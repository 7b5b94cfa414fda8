//! Session engine: the per-target state machine.
//!
//! ```text
//! NotStarted(-1)
//!   -> [entry: open covers, cooling on]            (once, on the first advance)
//!   -> per target:
//!        Slewing      -> Slewed       | SlewSkipped
//!        GuideStarting-> Guiding      | GuideSkipped   (escalating settle retries)
//!        Exposing     -> Captured     | ExposureAborted
//!        Persist      -> Advance
//!   -> Finished(len) | Aborted
//!   -> [exit: cooling off, close covers]           (once, if entry ran)
//! ```
//!
//! Every step returns a [`StepResult`]. Recoverable conditions become
//! `Skip`, per-target fatal conditions become `Fatal`; only unexpected driver
//! failures travel as `Err` and are caught once in [`SessionEngine::run`].

use futures::future::try_join_all;
use std::path::PathBuf;
use std::sync::Arc;
use std::time::Duration;
use tracing::{debug, error, info, warn};

use super::clock::{CancelToken, Clock, SystemClock};
use super::report::SessionReport;
use super::target::Target;
use super::wait::{sleep_cancellable, wait_until, WaitOutcome, WaitPolicy};
use super::{Session, TargetCursor};
use crate::drivers::{Camera, CoverStatus, Guider, SettleSettings, TrackingSpeed};
use crate::error::{AppResult, ImagingError};
use crate::storage::{sanitize_path_component, FrameWriter};

/// Tunables for one run. Built from [`SessionConfig`](crate::config::SessionConfig).
#[derive(Clone, Debug, PartialEq)]
pub struct EngineOptions {
    /// Sleep between status polls
    pub poll_interval: Duration,
    /// Failsafe cap for slew and settle waits
    pub max_failsafe: u32,
    /// Guide starts tried before the target is skipped
    pub guide_attempts: u32,
    /// Settle criterion of the first guide attempt
    pub settle: SettleSettings,
    /// Added once per guide attempt
    pub settle_step: SettleSettings,
    /// Length of a single exposure
    pub exposure: Duration,
    /// Frames taken per target
    pub frames_per_target: u32,
    /// Dither between consecutive frames of a target
    pub dither_between_frames: bool,
    /// Dither amplitude in pixels
    pub dither_pixels: f64,
    /// Dither along right ascension only
    pub dither_ra_only: bool,
    /// Image-ready polls before an exposure times out
    pub image_ready_polls: u32,
    /// Sleep between image-ready polls
    pub image_ready_interval: Duration,
    /// Status polls allowed for a cover to open or close
    pub cover_wait_polls: u32,
    /// Close covers again after the last target
    pub close_covers_on_finish: bool,
    /// Root folder for frames
    pub output_dir: PathBuf,
}

impl Default for EngineOptions {
    fn default() -> Self {
        Self {
            poll_interval: Duration::from_secs(1),
            max_failsafe: 1000,
            guide_attempts: 2,
            settle: SettleSettings::new(1.5, Duration::from_secs(10), Duration::from_secs(60)),
            settle_step: SettleSettings::new(0.5, Duration::from_secs(5), Duration::from_secs(30)),
            exposure: Duration::from_secs(120),
            frames_per_target: 1,
            dither_between_frames: true,
            dither_pixels: 1.5,
            dither_ra_only: false,
            image_ready_polls: 10,
            image_ready_interval: Duration::from_millis(500),
            cover_wait_polls: 30,
            close_covers_on_finish: true,
            output_dir: PathBuf::from("frames"),
        }
    }
}

impl EngineOptions {
    /// Wait bound for slews and settling
    pub fn failsafe(&self) -> WaitPolicy {
        WaitPolicy::new(self.poll_interval, self.max_failsafe)
    }

    /// Wait bound for a camera to finish reading out
    pub fn image_ready(&self) -> WaitPolicy {
        WaitPolicy::new(self.image_ready_interval, self.image_ready_polls)
    }

    /// Wait bound for covers
    pub fn cover_wait(&self) -> WaitPolicy {
        WaitPolicy::new(self.poll_interval, self.cover_wait_polls)
    }
}

/// Outcome of one per-target step.
#[derive(Debug)]
pub enum StepResult {
    /// Step succeeded, go on with the next step
    Continue,
    /// Give up on this target, move to the next one
    Skip(ImagingError),
    /// Stop the target loop; teardown still runs
    Fatal(ImagingError),
}

impl StepResult {
    /// Whether the step succeeded
    pub fn is_continue(&self) -> bool {
        matches!(self, StepResult::Continue)
    }
}

/// Runs a [`Session`] end to end, from connecting the rig to teardown.
pub struct SessionEngine {
    session: Session,
    options: EngineOptions,
    clock: Arc<dyn Clock>,
    writer: Arc<dyn FrameWriter>,
    cancel: CancelToken,
    frame_index: u32,
    entered: bool,
    exited: bool,
}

[Problem description]
Reproduce the data in full. Nothing in it may be altered.

[Exercise answer]
repository 7b5b94cfa414fda8
//! Session engine: the per-target state machine.
//!
//! ```text
//! NotStarted(-1)
//!   -> [entry: open covers, cooling on]            (once, on the first advance)
//!   -> per target:
//!        Slewing      -> Slewed       | SlewSkipped
//!        GuideStarting-> Guiding      | GuideSkipped   (escalating settle retries)
//!        Exposing     -> Captured     | ExposureAborted
//!        Persist      -> Advance
//!   -> Finished(len) | Aborted
//!   -> [exit: cooling off, close covers]           (once, if entry ran)
//! ```
//!
//! Every step returns a [`StepResult`]. Recoverable conditions become
//! `Skip`, per-target fatal conditions become `Fatal`; only unexpected driver
//! failures travel as `Err` and are caught once in [`SessionEngine::run`].

use futures::future::try_join_all;
use std::path::PathBuf;
use std::sync::Arc;
use std::time::Duration;
use tracing::{debug, error, info, warn};

use super::clock::{CancelToken, Clock, SystemClock};
use super::report::SessionReport;
use super::target::Target;
use super::wait::{sleep_cancellable, wait_until, WaitOutcome, WaitPolicy};
use super::{Session, TargetCursor};
use crate::drivers::{Camera, CoverStatus, Guider, SettleSettings, TrackingSpeed};
use crate::error::{AppResult, ImagingError};
use crate::storage::{sanitize_path_component, FrameWriter};

/// Tunables for one run. Built from [`SessionConfig`](crate::config::SessionConfig).
#[derive(Clone, Debug, PartialEq)]
pub struct EngineOptions {
    /// Sleep between status polls
    pub poll_interval: Duration,
    /// Failsafe cap for slew and settle waits
    pub max_failsafe: u32,
    /// Guide starts tried before the target is skipped
    pub guide_attempts: u32,
    /// Settle criterion of the first guide attempt
    pub settle: SettleSettings,
    /// Added once per guide attempt
    pub settle_step: SettleSettings,
    /// Length of a single exposure
    pub exposure: Duration,
    /// Frames taken per target
    pub frames_per_target: u32,
    /// Dither between consecutive frames of a target
    pub dither_between_frames: bool,
    /// Dither amplitude in pixels
    pub dither_pixels: f64,
    /// Dither along right ascension only
    pub dither_ra_only: bool,
    /// Image-ready polls before an exposure times out
    pub image_ready_polls: u32,
    /// Sleep between image-ready polls
    pub image_ready_interval: Duration,
    /// Status polls allowed for a cover to open or close
    pub cover_wait_polls: u32,
    /// Close covers again after the last target
    pub close_covers_on_finish: bool,
    /// Root folder for frames
    pub output_dir: PathBuf,
}

impl Default for EngineOptions {
    fn default() -> Self {
        Self {
            poll_interval: Duration::from_secs(1),
            max_failsafe: 1000,
            guide_attempts: 2,
            settle: SettleSettings::new(1.5, Duration::from_secs(10), Duration::from_secs(60)),
            settle_step: SettleSettings::new(0.5, Duration::from_secs(5), Duration::from_secs(30)),
            exposure: Duration::from_secs(120),
            frames_per_target: 1,
            dither_between_frames: true,
            dither_pixels: 1.5,
            dither_ra_only: false,
            image_ready_polls: 10,
            image_ready_interval: Duration::from_millis(500),
            cover_wait_polls: 30,
            close_covers_on_finish: true,
            output_dir: PathBuf::from("frames"),
        }
    }
}

impl EngineOptions {
    /// Wait bound for slews and settling
    pub fn failsafe(&self) -> WaitPolicy {
        WaitPolicy::new(self.poll_interval, self.max_failsafe)
    }

    /// Wait bound for a camera to finish reading out
    pub fn image_ready(&self) -> WaitPolicy {
        WaitPolicy::new(self.image_ready_interval, self.image_ready_polls)
    }

    /// Wait bound for covers
    pub fn cover_wait(&self) -> WaitPolicy {
        WaitPolicy::new(self.poll_interval, self.cover_wait_polls)
    }
}

/// Outcome of one per-target step.
#[derive(Debug)]
pub enum StepResult {
    /// Step succeeded, go on with the next step
    Continue,
    /// Give up on this target, move to the next one
    Skip(ImagingError),
    /// Stop the target loop; teardown still runs
    Fatal(ImagingError),
}

impl StepResult {
    /// Whether the step succeeded
    pub fn is_continue(&self) -> bool {
        matches!(self, StepResult::Continue)
    }
}

/// Runs a [`Session`] end to end, from connecting the rig to teardown.
pub struct SessionEngine {
    session: Session,
    options: EngineOptions,
    clock: Arc<dyn Clock>,
    writer: Arc<dyn FrameWriter>,
    cancel: CancelToken,
    frame_index: u32,
    entered: bool,
    exited: bool,
}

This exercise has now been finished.